Is there a way to remove duplicate and continuous words/phrases in a string?

前端 未结 6 400
广开言路
广开言路 2021-01-13 11:27

Is there a way to remove duplicate and continuous words/phrases in a string? E.g.

[in]: foo foo bar bar foo bar

相关标签:
6条回答
  • 2021-01-13 11:56

    You can use re module for that.

    >>> s = 'foo foo bar bar'
    >>> re.sub(r'\b(.+)\s+\1\b', r'\1', s)
    'foo bar'
    
    >>> s = 'foo bar foo bar foo bar'
    >>> re.sub(r'\b(.+)\s+\1\b', r'\1', s)
    'foo bar foo bar'
    

    If you want to match any number of consecutive occurrences:

    >>> s = 'foo bar foo bar foo bar'
    >>> re.sub(r'\b(.+)(\s+\1\b)+', r'\1', s)
    'foo bar'    
    

    Edit. An addition for your last example. To do so you'll have to call re.sub while there're duplicate phrases.
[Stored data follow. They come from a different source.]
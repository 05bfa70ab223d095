//! Dealbreaker multiplayer game server.

use std::net::SocketAddr;
use std::sync::Arc;
use tracing::info;
use tracing_subscriber::{layer::SubscriberExt, util::SubscriberInitExt};

mod protocol;
mod room;
mod server;

use server::ServerState;

#[tokio::main]
async fn main() -> anyhow::Result<()> {
    // Initialize tracing
    tracing_subscriber::registry()
        .with(tracing_subscriber::EnvFilter::new(
            std::env::var("RUST_LOG").unwrap_or_else(|_| "info".into()),
        ))
        .with(tracing_subscriber::fmt::layer())
        .init();

    // Parse address from env or use default
    let addr: SocketAddr = std::env::var("SERVER_ADDR")
        .unwrap_or_else(|_| "0.0.0.0:8080".into())
        .parse()?;

    info!("Starting Dealbreaker server...");

    let state = Arc::new(ServerState::new());

    server::run_server(addr, state).await
}
#[test]
fn test_full_turn_cycle() {
    let mut game = GameState::new(vec!["A".to_string(), "B".to_string()]);

    game.apply_action(0, GameAction::StartTurn).unwrap();
    assert_eq!(game.players[0].hand.len(), 7);

    let events = game.apply_action(0, GameAction::EndTurn).unwrap();
    let GameEvent::TurnEnded { next_player, drawn, .. } = events[0] else {
        panic!("expected TurnEnded");
    };
    assert_eq!(next_player, 1);
    assert_eq!(drawn, 2);
    assert_eq!(game.players[1].hand.len(), 7);

    // The second player's turn is live without StartTurn.
    assert_eq!(game.plays_left, 3);
    assert_eq!(
        game.apply_action(1, GameAction::StartTurn),
        Err(GameError::TurnAlreadyStarted)
    );
    game.apply_action(1, GameAction::EndTurn).unwrap();
    assert_eq!(game.active_player, 0);
}

#[test]
fn test_move_property_reassigns_a_wild() {
    let mut game = staged_game();
    // A dual wild covering DarkBlue, parked under DarkBlue.
    let wild = find_card(&game, &[], |c| {
        c.is_property() && !c.is_universal_wild() && c.colors().len() == 2
    });
    let wild_card = game.catalog.lookup(wild).unwrap().clone();
    let other_color = *wild_card
        .colors()
        .iter()
        .find(|&&c| c != wild_card.colors()[0])
        .unwrap();
    give(&mut game, 0, wild);

    game.apply_action(
        0,
        GameAction::PlayProperty {
            id: wild,
            color: wild_card.colors()[0],
        },
    )
    .unwrap();
    let from_set = game.players[0].properties.set_of_card(wild).unwrap();

    let events = game
        .apply_action(
            0,
            GameAction::MoveProperty {
                card_id: wild,
                from_set: Some(from_set),
                to_set: None,
                color_choice: Some(other_color),
            },
        )
        .unwrap();
    let GameEvent::PropertyMoved { to_set, .. } = events[0] else {
        panic!("expected PropertyMoved");
    };
    let set = game.players[0].properties.get(to_set).unwrap();
    assert_eq!(set.color, Some(other_color));
    // Moving costs no play.
    assert_eq!(game.plays_left, 3);
}
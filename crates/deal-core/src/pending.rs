//! In-flight adversarial exchanges awaiting a response.
//!
//! A pending interaction tracks one directed exchange (rent charge, debt,
//! birthday, steal, swap, set steal) between an initiator and a target,
//! including the Just-Say-No escalation ladder on both sides. The registry
//! holds every unresolved interaction for a game; a multi-target effect
//! fans out one entry per victim.

use crate::cards::{CardId, Color, PlayerId, SetId};
use serde::{Deserialize, Serialize};

/// The triggering payload of an interaction.
#[derive(Debug, Clone, PartialEq, Eq, Serialize, Deserialize)]
pub enum Claim {
    /// Rent charge. The amount is recomputed at settlement time from the
    /// charger's holdings, so the request stores its inputs.
    Rent { color: Color, doublers: u32 },
    /// Fixed debt charge.
    DebtCollect,
    /// Fixed birthday charge.
    Birthday,
    /// Steal one property from an incomplete set. `color_choice` is where
    /// the initiator will place a stolen wild.
    SlyDeal {
        target_card: CardId,
        color_choice: Option<Color>,
    },
    /// Swap `offered_card` (initiator's) for `target_card` (victim's).
    ForcedDeal {
        target_card: CardId,
        offered_card: CardId,
        color_choice: Option<Color>,
    },
    /// Steal a whole complete set.
    Dealbreaker { target_set: SetId },
}

impl Claim {
    /// Whether settlement is a payment (vs a card/set transfer).
    pub fn is_charge(&self) -> bool {
        matches!(self, Claim::Rent { .. } | Claim::DebtCollect | Claim::Birthday)
    }
}

/// One directed adversarial exchange.
#[derive(Debug, Clone, PartialEq, Eq, Serialize, Deserialize)]
pub struct PendingInteraction {
    /// Initiating player.
    pub from: PlayerId,
    /// Responding / target player.
    pub to: PlayerId,
    pub claim: Claim,
    /// Cards that initiated the exchange (the action card plus doublers).
    pub initial: Vec<CardId>,
    /// Escalations played by the initiator after a block.
    pub offense: Vec<CardId>,
    /// Block cards played by the target.
    pub defense: Vec<CardId>,
    /// Which side must respond next.
    pub awaiting: PlayerId,
}

impl PendingInteraction {
    pub fn new(from: PlayerId, to: PlayerId, claim: Claim, initial: Vec<CardId>) -> Self {
        Self {
            from,
            to,
            claim,
            initial,
            offense: Vec::new(),
            defense: Vec::new(),
            awaiting: to,
        }
    }

    /// An interaction is cancelled exactly when every offensive play has
    /// been matched by a block. A cancelled interaction transfers nothing.
    pub fn is_cancelled(&self) -> bool {
        self.initial.len() + self.offense.len() == self.defense.len()
    }

    /// The party opposite `player`, if `player` is involved at all.
    pub fn counterparty(&self, player: PlayerId) -> Option<PlayerId> {
        if player == self.from {
            Some(self.to)
        } else if player == self.to {
            Some(self.from)
        } else {
            None
        }
    }
}

/// The set of unresolved interactions for one game.
#[derive(Debug, Clone, Default, PartialEq, Eq, Serialize, Deserialize)]
pub struct InteractionRegistry {
    entries: Vec<PendingInteraction>,
}

impl InteractionRegistry {
    pub fn new() -> Self {
        Self::default()
    }

    pub fn is_empty(&self) -> bool {
        self.entries.is_empty()
    }

    pub fn iter(&self) -> impl Iterator<Item = &PendingInteraction> {
        self.entries.iter()
    }

    /// Register an interaction. Rejected if one already exists for the same
    /// (from, to) pair.
    pub fn add(&mut self, interaction: PendingInteraction) -> bool {
        if self
            .entries
            .iter()
            .any(|e| e.from == interaction.from && e.to == interaction.to)
        {
            return false;
        }
        self.entries.push(interaction);
        true
    }

    pub fn remove(&mut self, from: PlayerId, to: PlayerId) -> Option<PendingInteraction> {
        let pos = self
            .entries
            .iter()
            .position(|e| e.from == from && e.to == to)?;
        Some(self.entries.remove(pos))
    }

    /// The interaction currently awaiting `player`'s response. When several
    /// fan-out entries converge on one initiator, `counterparty` picks the
    /// exchange; otherwise the single match is returned.
    pub fn awaiting(
        &self,
        player: PlayerId,
        counterparty: Option<PlayerId>,
    ) -> Option<&PendingInteraction> {
        self.entries.iter().find(|e| {
            e.awaiting == player
                && counterparty.is_none_or(|other| e.counterparty(player) == Some(other))
        })
    }

    /// Mutable variant of [`awaiting`](Self::awaiting).
    pub fn awaiting_mut(
        &mut self,
        player: PlayerId,
        counterparty: Option<PlayerId>,
    ) -> Option<&mut PendingInteraction> {
        self.entries.iter_mut().find(|e| {
            e.awaiting == player
                && counterparty.is_none_or(|other| e.counterparty(player) == Some(other))
        })
    }
}
//! Per-seat redacted views of the game state.
//!
//! The authoritative `GameState` knows every hand; clients must not. A
//! snapshot shows the viewer their own hand and reduces everyone else's to
//! a count. Banks, ledgers, the discard pile, and pending interactions are
//! public information and pass through unchanged.

use crate::cards::{CardId, PlayerId};
use crate::game::GameState;
use crate::pending::PendingInteraction;
use crate::player::PlayerState;
use crate::property::PropertySet;
use serde::{Deserialize, Serialize};

/// What one player is allowed to see of another.
#[derive(Debug, Clone, PartialEq, Eq, Serialize, Deserialize)]
pub struct PlayerView {
    pub id: PlayerId,
    pub name: String,
    pub hand_count: usize,
    pub bank: Vec<CardId>,
    pub sets: Vec<PropertySet>,
}

impl PlayerView {
    fn of(player: &PlayerState) -> Self {
        Self {
            id: player.id,
            name: player.name.clone(),
            hand_count: player.hand.len(),
            bank: player.bank.clone(),
            sets: player.properties.sets().cloned().collect(),
        }
    }
}

/// Everything one seat may know about the game.
#[derive(Debug, Clone, PartialEq, Eq, Serialize, Deserialize)]
pub struct GameSnapshot {
    pub viewer: PlayerId,
    pub hand: Vec<CardId>,
    pub players: Vec<PlayerView>,
    pub active_player: PlayerId,
    pub plays_left: u32,
    pub turn_started: bool,
    pub draw_pile_count: usize,
    pub discard: Vec<CardId>,
    pub interactions: Vec<PendingInteraction>,
    pub winner: Option<PlayerId>,
}

impl GameSnapshot {
    pub fn for_player(state: &GameState, viewer: PlayerId) -> Self {
        let hand = state
            .get_player(viewer)
            .map(|p| p.hand.clone())
            .unwrap_or_default();
        Self {
            viewer,
            hand,
            players: state.players.iter().map(PlayerView::of).collect(),
            active_player: state.active_player,
            plays_left: state.plays_left,
            turn_started: state.turn_started,
            draw_pile_count: state.draw_pile.len(),
            discard: state.discard.clone(),
            interactions: state.interactions.iter().cloned().collect(),
            winner: state.winner,
        }
    }
}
So:

    >>> s = 'this is a sentence sentence sentence this is a sentence where phrases phrases duplicate where phrases duplicate'
    >>> while re.search(r'\b(.+)(\s+\1\b)+', s):
    ...   s = re.sub(r'\b(.+)(\s+\1\b)+', r'\1', s)
    ...
    >>> s
    'this is a sentence where phrases duplicate'
    
    0 讨论(0)
  • 2021-01-13 12:00

    Personally, I do not think we need to use any other modules for this (although I admit some of them are GREAT). I just managed this with simple looping by first converting the string into a list. I tried it on all the examples listed above. It works fine.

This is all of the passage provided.